I was a photographer before I was a birder. I watched (photographed) wild-flowers, and mushrooms, and the play of light across the landscape before I ever seriously looked at birds. Oh I had tried photographing birds and butterflies, but this was back in the days of film…and photographing anything that moved was 1) expensive, since you had to pay for every missed shot, and 2) frustrating without very expensive equipment. I never had much luck with the film or the gear I could afford.

And then, one day on an unfruitful wild flower trip to southern Arizona (too hot, too dry), I began to look at birds.

I soon invested in good binoculars (which I could just barely afford) and a good field guide. Then I invested several years in learning to bird. It was a lot of fun, and very satisfying.

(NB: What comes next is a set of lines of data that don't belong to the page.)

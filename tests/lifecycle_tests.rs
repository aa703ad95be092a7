//! End-to-end tests of the daily lifecycle with a manual clock: answering,
//! the midnight rollover, reactivation from disk and the streak.

use chrono::{Duration, NaiveDate, NaiveDateTime};
use daybook::journal_core::{DayKey, StreakTier};
use daybook::journal_io::EntryStore;
use daybook::questions::{QuestionResolver, QuestionSource};
use daybook::scheduler::{Clock, DayBoundaryScheduler, ManualClock, Tick};
use daybook::session::DailySession;
use std::path::Path;
use tempfile::tempdir;

const QUESTIONS: &str = r#"{
    "01-03": "What started this month?",
    "02-03": "What surprised you?",
    "03-03": "Who helped you?"
}"#;

fn at(month: u32, day: u32, h: u32, m: u32, s: u32) -> NaiveDateTime {
    NaiveDate::from_ymd_opt(2024, month, day)
        .unwrap()
        .and_hms_opt(h, m, s)
        .unwrap()
}

fn activate(dir: &Path, clock: &ManualClock) -> DailySession<ManualClock> {
    DailySession::activate(
        EntryStore::in_dir(dir),
        QuestionResolver::new(QuestionSource::Json(QUESTIONS.to_string())),
        clock.clone(),
    )
}

/// Ticks until the countdown expires, moving the clock along with it.
fn run_to_midnight(session: &mut DailySession<ManualClock>, clock: &ManualClock) -> u32 {
    let mut ticks = 0;
    loop {
        clock.advance(Duration::seconds(1));
        ticks += 1;
        match session.tick() {
            Tick::Counting(_) => continue,
            Tick::Expired => return ticks,
            Tick::Idle => panic!("countdown was not running"),
        }
    }
}

#[test]
fn test_three_day_lifecycle() {
    let temp_dir = tempdir().unwrap();
    let clock = ManualClock::new(at(3, 1, 23, 58, 0));
    let mut session = activate(temp_dir.path(), &clock);

    assert_eq!(session.question(), "What started this month?");
    session.submit("A new notebook.").unwrap();
    assert_eq!(session.streak(), 1);

    assert_eq!(run_to_midnight(&mut session, &clock), 120);
    assert_eq!(session.today(), DayKey::from_ymd(2024, 3, 2).unwrap());
    assert_eq!(session.question(), "What surprised you?");
    assert!(!session.answered_today());
    assert_eq!(session.streak(), 1);

    session.submit("Snow in March.").unwrap();
    assert_eq!(session.streak(), 2);
    drop(session);

    // The next morning a fresh process picks up where the last one stopped
    clock.set(at(3, 3, 8, 0, 0));
    let mut session = activate(temp_dir.path(), &clock);
    assert_eq!(session.question(), "Who helped you?");
    assert!(!session.answered_today());
    assert_eq!(session.streak(), 2);

    session.submit("My neighbour.").unwrap();
    assert_eq!(session.streak(), 3);
    assert_eq!(session.entries().len(), 3);
    assert_eq!(session.time_remaining(), Some(Duration::hours(16)));
}

#[test]
fn test_skipped_day_resets_streak() {
    let temp_dir = tempdir().unwrap();
    let clock = ManualClock::new(at(3, 1, 12, 0, 0));

    activate(temp_dir.path(), &clock).submit("day one").unwrap();
    clock.set(at(3, 2, 12, 0, 0));
    activate(temp_dir.path(), &clock).submit("day two").unwrap();

    // Nothing on the 3rd
    clock.set(at(3, 4, 9, 0, 0));
    let mut session = activate(temp_dir.path(), &clock);
    assert_eq!(session.streak(), 0);
    assert_eq!(session.streak_tier(), StreakTier::Cold);

    session.submit("back again").unwrap();
    assert_eq!(session.streak(), 1);
}

#[test]
fn test_week_long_streak_reaches_top_tier() {
    let temp_dir = tempdir().unwrap();
    let clock = ManualClock::new(at(3, 1, 20, 0, 0));
    let mut session = activate(temp_dir.path(), &clock);

    for n in 1..=7 {
        session.submit(&format!("answer {}", n)).unwrap();
        assert_eq!(session.streak(), n);
        if n < 7 {
            run_to_midnight(&mut session, &clock);
        }
    }
    assert_eq!(session.streak_tier(), StreakTier::Legendary);
    assert_eq!(session.store().load().len(), 7);
}

#[test]
fn test_two_starts_leave_one_timer() {
    let clock = ManualClock::new(at(3, 1, 23, 59, 0));
    let mut scheduler = DayBoundaryScheduler::new();

    scheduler.start(clock.now());
    clock.advance(Duration::seconds(30));
    let current = scheduler.start(clock.now());

    assert_eq!(scheduler.active_timer(), Some(current));
    assert_eq!(scheduler.time_remaining(), Some(Duration::seconds(30)));

    let mut expirations = 0;
    for _ in 0..120 {
        if scheduler.tick() == Tick::Expired {
            expirations += 1;
        }
    }
    assert_eq!(expirations, 1);
}
//! Cache entry type shared by every storage backend

use std::time::Duration;

use serde::{Deserialize, Serialize};
use serde_json::Value;

/// A cached response payload with its TTL bookkeeping.
///
/// The payload is opaque to this layer and owned by the entry, never a view
/// into a live network response. Timestamps are millis since the epoch.
#[derive(Debug, Clone, PartialEq, Serialize, Deserialize)]
pub struct CacheEntry {
    pub response: Value,
    pub timestamp: u64,
    pub expires_at: u64,
}

impl CacheEntry {
    pub fn new(response: Value, ttl: Duration) -> Self {
        let timestamp = now_millis();
        Self {
            response,
            timestamp,
            expires_at: timestamp + ttl.as_millis() as u64,
        }
    }

    /// Expiry is strict: an entry whose `expires_at` equals `now` is
    /// already stale.
    pub fn is_expired(&self, now: u64) -> bool {
        self.expires_at <= now
    }
}

pub(crate) fn now_millis() -> u64 {
    std::time::SystemTime::now()
        .duration_since(std::time::UNIX_EPOCH)
        .unwrap_or_default()
        .as_millis() as u64
}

I am, in fact, over 20 years later, still learning 🙂 and it is still both fun and satisfying.

Along the way there, the digital photography revolution happened. I was an early adopter of Point and Shoot digital cameras. I bought my first one when they came down under $500. It was a 2 megapixel Olympus with a 1-3x zoom, and I loved it. I found that I could photograph everything that I had in my film days, when I carried a full SLR kit…2 bodies and an assortment of lenses…with this little, not-quite-but-almost-pocket-able digital camera…and I found that I took way more images, considering that I was not paying for the missed shots! And that 1-3 zoom was light-years ahead of the 1-3x zooms I had owned at the end of my SLR carrier.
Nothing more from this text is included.